Kolom
Rabu, 8 November 2017 - 06:00 WIB

GAGASAN : Pelajaran Pahit dari Eks PG Colomadu

Redaksi Solopos.com  /  Ichwan Prasetyo  | SOLOPOS.com

SOLOPOS.COM - Salah satu bagian Pabrik Gula Colomadu pada 2016. (JIBI/Solopos/Dok)

Gagasan ini dimuat Harian Solopos edisi Rabu (1/11/2017). Esai ini karya Guntur Wahyu Nugroho, seorang pemerhati dinamika Kota Solo dan sekitarnya. Alamat e-mail penulis adalah gunturwn@gmail.com.

Solopos.com, SOLO–Prakarsa kunjungan komunitas Soeracarta Heritage Society ke eks Pabrik Gula Colomadu, Karanganyar, Minggu, 22 Oktober 2017, mengungkap fakta yang mengejutkan sekaligus memprihatinkan. Ternyata eks PG Colomadu belum ditetapkan  sebagai  cagar budaya.

Advertisement

Dikhawatirkan ada beberapa bangunan yang termasuk dalam kategori cagar budaya di eks PG Colomadu  telanjur dibongkar dalam proyek revitalisasi yang saat ini berlangsung.

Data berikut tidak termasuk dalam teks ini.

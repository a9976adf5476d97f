//! Quantity-tiered line item discount.
//!
//! | quantity | rate |
//! |----------|------|
//! | 10..=20  | 20%  |
//! | 4..=9    | 10%  |
//! | other    | 0%   |
//!
//! Quantities above the item limit are invalid anyway and earn no discount.

use rust_decimal::Decimal;
use rust_decimal_macros::dec;
use serde::{Deserialize, Serialize};

/// Discount band a quantity falls into.
#[derive(Debug, Clone, Copy, PartialEq, Eq, Serialize, Deserialize)]
#[serde(rename_all = "snake_case")]
pub enum DiscountTier {
    None,
    Standard,
    Bulk,
}

impl DiscountTier {
    pub fn for_quantity(quantity: i32) -> Self {
        match quantity {
            10..=20 => DiscountTier::Bulk,
            4..=9 => DiscountTier::Standard,
            _ => DiscountTier::None,
        }
    }

    /// Fraction of the gross line amount taken off.
    pub fn rate(self) -> Decimal {
        match self {
            DiscountTier::None => Decimal::ZERO,
            DiscountTier::Standard => dec!(0.10),
            DiscountTier::Bulk => dec!(0.20),
        }
    }
}

/// Discount for `quantity` units at `unit_price`.
///
/// Saturates at the `Decimal` bounds instead of overflowing. Prices that large
/// fail the item rule set, so a saturated value is never stored.
pub fn discount(quantity: i32, unit_price: Decimal) -> Decimal {
    let tier = DiscountTier::for_quantity(quantity);
    if tier == DiscountTier::None {
        return Decimal::ZERO;
    }
    unit_price
        .saturating_mul(Decimal::from(quantity))
        .saturating_mul(tier.rate())
}

#[cfg(test)]
mod tests {
    use super::*;

    #[test]
    fn tier_boundaries() {
        assert_eq!(DiscountTier::for_quantity(3), DiscountTier::None);
        assert_eq!(DiscountTier::for_quantity(4), DiscountTier::Standard);
        assert_eq!(DiscountTier::for_quantity(9), DiscountTier::Standard);
        assert_eq!(DiscountTier::for_quantity(10), DiscountTier::Bulk);
        assert_eq!(DiscountTier::for_quantity(20), DiscountTier::Bulk);
        assert_eq!(DiscountTier::for_quantity(21), DiscountTier::None);
        assert_eq!(DiscountTier::for_quantity(0), DiscountTier::None);
        assert_eq!(DiscountTier::for_quantity(-5), DiscountTier::None);
    }

    #[test]
    fn worked_examples() {
        assert_eq!(discount(5, dec!(10)), dec!(5.0));
        assert_eq!(discount(10, dec!(10)), dec!(20.0));
        assert_eq!(discount(2, dec!(10)), Decimal::ZERO);
    }

    #[test]
    fn keeps_cents_exact() {
        assert_eq!(discount(4, dec!(19.99)), dec!(7.996));
        assert_eq!(discount(12, dec!(0.35)), dec!(0.84));
    }

    #[test]
    fn extreme_price_does_not_overflow() {
        assert_eq!(discount(5, Decimal::MAX), Decimal::MAX * dec!(0.10));
        assert_eq!(discount(20, Decimal::MIN), Decimal::MIN * dec!(0.20));
    }

    #[cfg(test)]
    mod proptest_tests {
        use super::*;
        use proptest::prelude::*;

        fn price() -> impl Strategy<Value = Decimal> {
            // 0.00 ..= 99_999.99
            (0i64..10_000_000i64).prop_map(|cents| Decimal::new(cents, 2))
        }

        proptest! {
            #![proptest_config(ProptestConfig {
                cases: 512,
                ..ProptestConfig::default()
            })]

            #[test]
            fn small_quantities_earn_nothing(q in i32::MIN..4, p in price()) {
                prop_assert_eq!(discount(q, p), Decimal::ZERO);
            }

            #[test]
            fn standard_band_is_ten_percent(q in 4i32..10, p in price()) {
                prop_assert_eq!(discount(q, p), dec!(0.10) * p * Decimal::from(q));
            }

            #[test]
            fn bulk_band_is_twenty_percent(q in 10i32..=20, p in price()) {
                prop_assert_eq!(discount(q, p), dec!(0.20) * p * Decimal::from(q));
            }

            #[test]
            fn never_exceeds_gross_amount(q in 0i32..=20, p in price()) {
                let d = discount(q, p);
                prop_assert!(d >= Decimal::ZERO);
                prop_assert!(d <= p * Decimal::from(q));
            }
        }
    }
}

Ekspresi kekecewaan para pemerhati cagar budaya dapat dipahami sebab terhitung  sejak PG Colomadu ditutup pada 1998  sampai  2013,  PTPN IX dan Balai Pelestarian Cagar Budaya Jawa Tengah memiliki jeda waktu lima tahun supaya eks PG Colomadu terdaftar sebagai bangunan cagar budaya.

Publik berhak memperoleh penjelasan  tentang ini hal. Payung hukum mengenai pelestarian cagar budaya tersedia sejak 1992. Ini merupakan pelajaran pahit bagi masyarakat, khususnya para pemerhati cagar budaya.

Saat ground breaking pada Sabtu, 8 April 2017, Menteri BUMN Rini Soemarno menyatakan PG Colomadu merupakan  bangunan cagar budaya warisan era kolonial yang dibangun pada 1861 yang patut dilestarikan dan menekankan supaya revitalisasi tidak mengubah karakter bangunan.

Advertisement

Ia juga menyatakan optimisme seusai direvitalisasi, eks PG Colomadu akan menjadi pusat kebudayan Jawa Tengah.  Jadi, meskipun secara de jure eks PG Colomadu belum terdaftar sebagai bangunan cagar budaya , namun secara de facto eks PG Colomadu diakui sebagai bangunan bersejarah dan bangunan cagar budaya.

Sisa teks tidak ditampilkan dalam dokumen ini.